- Opening Delimiter -

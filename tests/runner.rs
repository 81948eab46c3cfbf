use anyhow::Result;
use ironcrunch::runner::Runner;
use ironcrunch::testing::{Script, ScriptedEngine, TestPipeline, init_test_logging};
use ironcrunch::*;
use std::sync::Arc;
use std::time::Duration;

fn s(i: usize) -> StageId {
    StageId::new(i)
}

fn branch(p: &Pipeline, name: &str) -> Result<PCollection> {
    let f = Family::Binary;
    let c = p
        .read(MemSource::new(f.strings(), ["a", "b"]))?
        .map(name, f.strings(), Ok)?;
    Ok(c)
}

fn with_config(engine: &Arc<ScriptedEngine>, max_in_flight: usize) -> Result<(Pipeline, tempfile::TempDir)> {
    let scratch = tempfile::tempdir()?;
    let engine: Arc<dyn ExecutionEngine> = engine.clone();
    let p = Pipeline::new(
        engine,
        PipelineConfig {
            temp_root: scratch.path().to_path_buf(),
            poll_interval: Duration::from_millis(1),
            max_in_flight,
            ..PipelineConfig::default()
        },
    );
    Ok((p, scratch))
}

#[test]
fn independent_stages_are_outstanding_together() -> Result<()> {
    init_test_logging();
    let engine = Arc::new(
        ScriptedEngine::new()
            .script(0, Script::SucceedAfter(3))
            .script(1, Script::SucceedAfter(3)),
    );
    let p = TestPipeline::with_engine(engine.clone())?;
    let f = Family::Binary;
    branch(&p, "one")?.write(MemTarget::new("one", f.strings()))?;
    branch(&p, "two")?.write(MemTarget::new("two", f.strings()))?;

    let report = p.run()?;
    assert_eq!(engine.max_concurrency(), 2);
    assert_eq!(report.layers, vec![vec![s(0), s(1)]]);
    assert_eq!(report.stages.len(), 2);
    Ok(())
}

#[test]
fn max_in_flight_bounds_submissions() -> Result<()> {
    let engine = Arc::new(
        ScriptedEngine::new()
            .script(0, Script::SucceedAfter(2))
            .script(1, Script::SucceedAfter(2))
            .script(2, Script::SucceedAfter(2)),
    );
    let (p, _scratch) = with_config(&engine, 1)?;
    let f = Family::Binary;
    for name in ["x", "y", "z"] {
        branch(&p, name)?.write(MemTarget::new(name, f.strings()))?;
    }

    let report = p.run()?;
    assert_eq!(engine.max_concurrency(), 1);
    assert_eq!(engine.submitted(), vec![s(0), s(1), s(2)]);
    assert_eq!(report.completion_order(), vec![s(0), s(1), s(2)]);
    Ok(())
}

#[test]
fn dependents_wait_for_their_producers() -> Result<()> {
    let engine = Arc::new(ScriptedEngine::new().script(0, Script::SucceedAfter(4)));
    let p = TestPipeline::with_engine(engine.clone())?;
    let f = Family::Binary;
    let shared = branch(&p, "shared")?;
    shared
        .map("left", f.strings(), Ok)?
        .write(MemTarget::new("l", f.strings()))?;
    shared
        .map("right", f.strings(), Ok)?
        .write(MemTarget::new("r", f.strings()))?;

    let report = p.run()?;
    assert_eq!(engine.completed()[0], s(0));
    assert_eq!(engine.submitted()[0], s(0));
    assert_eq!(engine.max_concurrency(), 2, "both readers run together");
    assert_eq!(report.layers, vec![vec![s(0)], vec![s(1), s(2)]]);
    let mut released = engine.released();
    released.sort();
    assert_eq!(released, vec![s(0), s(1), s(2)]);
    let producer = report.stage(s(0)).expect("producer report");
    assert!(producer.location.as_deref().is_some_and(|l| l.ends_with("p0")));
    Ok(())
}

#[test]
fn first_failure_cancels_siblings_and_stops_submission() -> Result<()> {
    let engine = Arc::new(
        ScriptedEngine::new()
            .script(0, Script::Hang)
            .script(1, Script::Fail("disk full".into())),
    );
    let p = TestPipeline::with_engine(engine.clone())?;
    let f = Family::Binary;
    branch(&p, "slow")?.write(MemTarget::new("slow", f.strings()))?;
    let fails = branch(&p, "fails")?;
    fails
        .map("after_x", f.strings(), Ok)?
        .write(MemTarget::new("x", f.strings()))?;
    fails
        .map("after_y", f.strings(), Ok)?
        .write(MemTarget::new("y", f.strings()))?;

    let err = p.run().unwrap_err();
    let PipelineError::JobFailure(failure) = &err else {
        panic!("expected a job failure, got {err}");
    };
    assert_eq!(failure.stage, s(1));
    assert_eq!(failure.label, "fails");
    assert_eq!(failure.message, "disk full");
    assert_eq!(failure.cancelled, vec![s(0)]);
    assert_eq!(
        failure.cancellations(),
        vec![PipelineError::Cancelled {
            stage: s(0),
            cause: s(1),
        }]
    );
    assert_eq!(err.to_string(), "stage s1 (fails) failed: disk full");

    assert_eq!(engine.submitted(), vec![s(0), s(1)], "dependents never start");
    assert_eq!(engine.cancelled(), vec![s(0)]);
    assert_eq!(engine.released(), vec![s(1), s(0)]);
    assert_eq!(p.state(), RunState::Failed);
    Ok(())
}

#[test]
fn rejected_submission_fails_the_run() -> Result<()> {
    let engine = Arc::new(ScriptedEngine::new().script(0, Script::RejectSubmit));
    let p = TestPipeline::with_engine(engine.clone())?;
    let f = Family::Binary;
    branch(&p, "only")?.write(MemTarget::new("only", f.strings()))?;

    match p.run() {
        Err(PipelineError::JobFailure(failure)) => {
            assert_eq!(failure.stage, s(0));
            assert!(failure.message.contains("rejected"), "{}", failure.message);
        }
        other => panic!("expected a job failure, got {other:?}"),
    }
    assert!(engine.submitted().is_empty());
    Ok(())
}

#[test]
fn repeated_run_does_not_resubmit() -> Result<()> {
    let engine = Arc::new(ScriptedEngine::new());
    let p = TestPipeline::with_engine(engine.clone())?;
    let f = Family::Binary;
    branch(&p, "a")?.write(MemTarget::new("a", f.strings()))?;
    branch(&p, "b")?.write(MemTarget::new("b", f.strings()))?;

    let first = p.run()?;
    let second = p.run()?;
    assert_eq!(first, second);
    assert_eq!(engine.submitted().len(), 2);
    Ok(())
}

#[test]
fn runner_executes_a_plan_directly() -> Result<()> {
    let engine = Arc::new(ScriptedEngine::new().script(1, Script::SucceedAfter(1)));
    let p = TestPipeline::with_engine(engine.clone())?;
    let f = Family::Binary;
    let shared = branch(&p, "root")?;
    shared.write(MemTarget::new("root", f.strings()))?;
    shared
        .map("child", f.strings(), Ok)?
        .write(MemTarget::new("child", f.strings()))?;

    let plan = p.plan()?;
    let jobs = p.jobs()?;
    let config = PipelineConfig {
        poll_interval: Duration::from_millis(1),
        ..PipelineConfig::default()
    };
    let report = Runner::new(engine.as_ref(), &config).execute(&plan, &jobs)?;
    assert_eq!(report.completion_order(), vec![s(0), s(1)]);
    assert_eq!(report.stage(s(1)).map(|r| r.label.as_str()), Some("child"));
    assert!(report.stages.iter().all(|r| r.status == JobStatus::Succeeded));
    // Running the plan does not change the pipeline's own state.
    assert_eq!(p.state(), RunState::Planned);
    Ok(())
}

- Closing Delimiter -

*Directions for this task*. Every line of the data should be copied exactly.

*Result of this task*.
filename tests/runner.rs
repository 81948eab46c3cfbf
use anyhow::Result;
use ironcrunch::runner::Runner;
use ironcrunch::testing::{Script, ScriptedEngine, TestPipeline, init_test_logging};
use ironcrunch::*;
use std::sync::Arc;
use std::time::Duration;

fn s(i: usize) -> StageId {
    StageId::new(i)
}

fn branch(p: &Pipeline, name: &str) -> Result<PCollection> {
    let f = Family::Binary;
    let c = p
        .read(MemSource::new(f.strings(), ["a", "b"]))?
        .map(name, f.strings(), Ok)?;
    Ok(c)
}

fn with_config(engine: &Arc<ScriptedEngine>, max_in_flight: usize) -> Result<(Pipeline, tempfile::TempDir)> {
    let scratch = tempfile::tempdir()?;
    let engine: Arc<dyn ExecutionEngine> = engine.clone();
    let p = Pipeline::new(
        engine,
        PipelineConfig {
            temp_root: scratch.path().to_path_buf(),
            poll_interval: Duration::from_millis(1),
            max_in_flight,
            ..PipelineConfig::default()
        },
    );
    Ok((p, scratch))
}

#[test]
fn independent_stages_are_outstanding_together() -> Result<()> {
    init_test_logging();
    let engine = Arc::new(
        ScriptedEngine::new()
            .script(0, Script::SucceedAfter(3))
            .script(1, Script::SucceedAfter(3)),
    );
    let p = TestPipeline::with_engine(engine.clone())?;
    let f = Family::Binary;
    branch(&p, "one")?.write(MemTarget::new("one", f.strings()))?;
    branch(&p, "two")?.write(MemTarget::new("two", f.strings()))?;

    let report = p.run()?;
    assert_eq!(engine.max_concurrency(), 2);
    assert_eq!(report.layers, vec![vec![s(0), s(1)]]);
    assert_eq!(report.stages.len(), 2);
    Ok(())
}

#[test]
fn max_in_flight_bounds_submissions() -> Result<()> {
    let engine = Arc::new(
        ScriptedEngine::new()
            .script(0, Script::SucceedAfter(2))
            .script(1, Script::SucceedAfter(2))
            .script(2, Script::SucceedAfter(2)),
    );
    let (p, _scratch) = with_config(&engine, 1)?;
    let f = Family::Binary;
    for name in ["x", "y", "z"] {
        branch(&p, name)?.write(MemTarget::new(name, f.strings()))?;
    }

    let report = p.run()?;
    assert_eq!(engine.max_concurrency(), 1);
    assert_eq!(engine.submitted(), vec![s(0), s(1), s(2)]);
    assert_eq!(report.completion_order(), vec![s(0), s(1), s(2)]);
    Ok(())
}

#[test]
fn dependents_wait_for_their_producers() -> Result<()> {
    let engine = Arc::new(ScriptedEngine::new().script(0, Script::SucceedAfter(4)));
    let p = TestPipeline::with_engine(engine.clone())?;
    let f = Family::Binary;
    let shared = branch(&p, "shared")?;
    shared
        .map("left", f.strings(), Ok)?
        .write(MemTarget::new("l", f.strings()))?;
    shared
        .map("right", f.strings(), Ok)?
        .write(MemTarget::new("r", f.strings()))?;

    let report = p.run()?;
    assert_eq!(engine.completed()[0], s(0));
    assert_eq!(engine.submitted()[0], s(0));
    assert_eq!(engine.max_concurrency(), 2, "both readers run together");
    assert_eq!(report.layers, vec![vec![s(0)], vec![s(1), s(2)]]);
    let mut released = engine.released();
    released.sort();
    assert_eq!(released, vec![s(0), s(1), s(2)]);
    let producer = report.stage(s(0)).expect("producer report");
    assert!(producer.location.as_deref().is_some_and(|l| l.ends_with("p0")));
    Ok(())
}

#[test]
fn first_failure_cancels_siblings_and_stops_submission() -> Result<()> {
    let engine = Arc::new(
        ScriptedEngine::new()
            .script(0, Script::Hang)
            .script(1, Script::Fail("disk full".into())),
    );
    let p = TestPipeline::with_engine(engine.clone())?;
    let f = Family::Binary;
    branch(&p, "slow")?.write(MemTarget::new("slow", f.strings()))?;
    let fails = branch(&p, "fails")?;
    fails
        .map("after_x", f.strings(), Ok)?
        .write(MemTarget::new("x", f.strings()))?;
    fails
        .map("after_y", f.strings(), Ok)?
        .write(MemTarget::new("y", f.strings()))?;

    let err = p.run().unwrap_err();
    let PipelineError::JobFailure(failure) = &err else {
        panic!("expected a job failure, got {err}");
    };
    assert_eq!(failure.stage, s(1));
    assert_eq!(failure.label, "fails");
    assert_eq!(failure.message, "disk full");
    assert_eq!(failure.cancelled, vec![s(0)]);
    assert_eq!(
        failure.cancellations(),
        vec![PipelineError::Cancelled {
            stage: s(0),
            cause: s(1),
        }]
    );
    assert_eq!(err.to_string(), "stage s1 (fails) failed: disk full");

    assert_eq!(engine.submitted(), vec![s(0), s(1)], "dependents never start");
    assert_eq!(engine.cancelled(), vec![s(0)]);
    assert_eq!(engine.released(), vec![s(1), s(0)]);
    assert_eq!(p.state(), RunState::Failed);
    Ok(())
}

#[test]
fn rejected_submission_fails_the_run() -> Result<()> {
    let engine = Arc::new(ScriptedEngine::new().script(0, Script::RejectSubmit));
    let p = TestPipeline::with_engine(engine.clone())?;
    let f = Family::Binary;
    branch(&p, "only")?.write(MemTarget::new("only", f.strings()))?;

    match p.run() {
        Err(PipelineError::JobFailure(failure)) => {
            assert_eq!(failure.stage, s(0));
            assert!(failure.message.contains("rejected"), "{}", failure.message);
        }
        other => panic!("expected a job failure, got {other:?}"),
    }
    assert!(engine.submitted().is_empty());
    Ok(())
}

#[test]
fn repeated_run_does_not_resubmit() -> Result<()> {
    let engine = Arc::new(ScriptedEngine::new());
    let p = TestPipeline::with_engine(engine.clone())?;
    let f = Family::Binary;
    branch(&p, "a")?.write(MemTarget::new("a", f.strings()))?;
    branch(&p, "b")?.write(MemTarget::new("b", f.strings()))?;

    let first = p.run()?;
    let second = p.run()?;
    assert_eq!(first, second);
    assert_eq!(engine.submitted().len(), 2);
    Ok(())
}

#[test]
fn runner_executes_a_plan_directly() -> Result<()> {
    let engine = Arc::new(ScriptedEngine::new().script(1, Script::SucceedAfter(1)));
    let p = TestPipeline::with_engine(engine.clone())?;
    let f = Family::Binary;
    let shared = branch(&p, "root")?;
    shared.write(MemTarget::new("root", f.strings()))?;
    shared
        .map("child", f.strings(), Ok)?
        .write(MemTarget::new("child", f.strings()))?;

    let plan = p.plan()?;
    let jobs = p.jobs()?;
    let config = PipelineConfig {
        poll_interval: Duration::from_millis(1),
        ..PipelineConfig::default()
    };
    let report = Runner::new(engine.as_ref(), &config).execute(&plan, &jobs)?;
    assert_eq!(report.completion_order(), vec![s(0), s(1)]);
    assert_eq!(report.stage(s(1)).map(|r| r.label.as_str()), Some("child"));
    assert!(report.stages.iter().all(|r| r.status == JobStatus::Succeeded));
    // Running the plan does not change the pipeline's own state.
    assert_eq!(p.state(), RunState::Planned);
    Ok(())
}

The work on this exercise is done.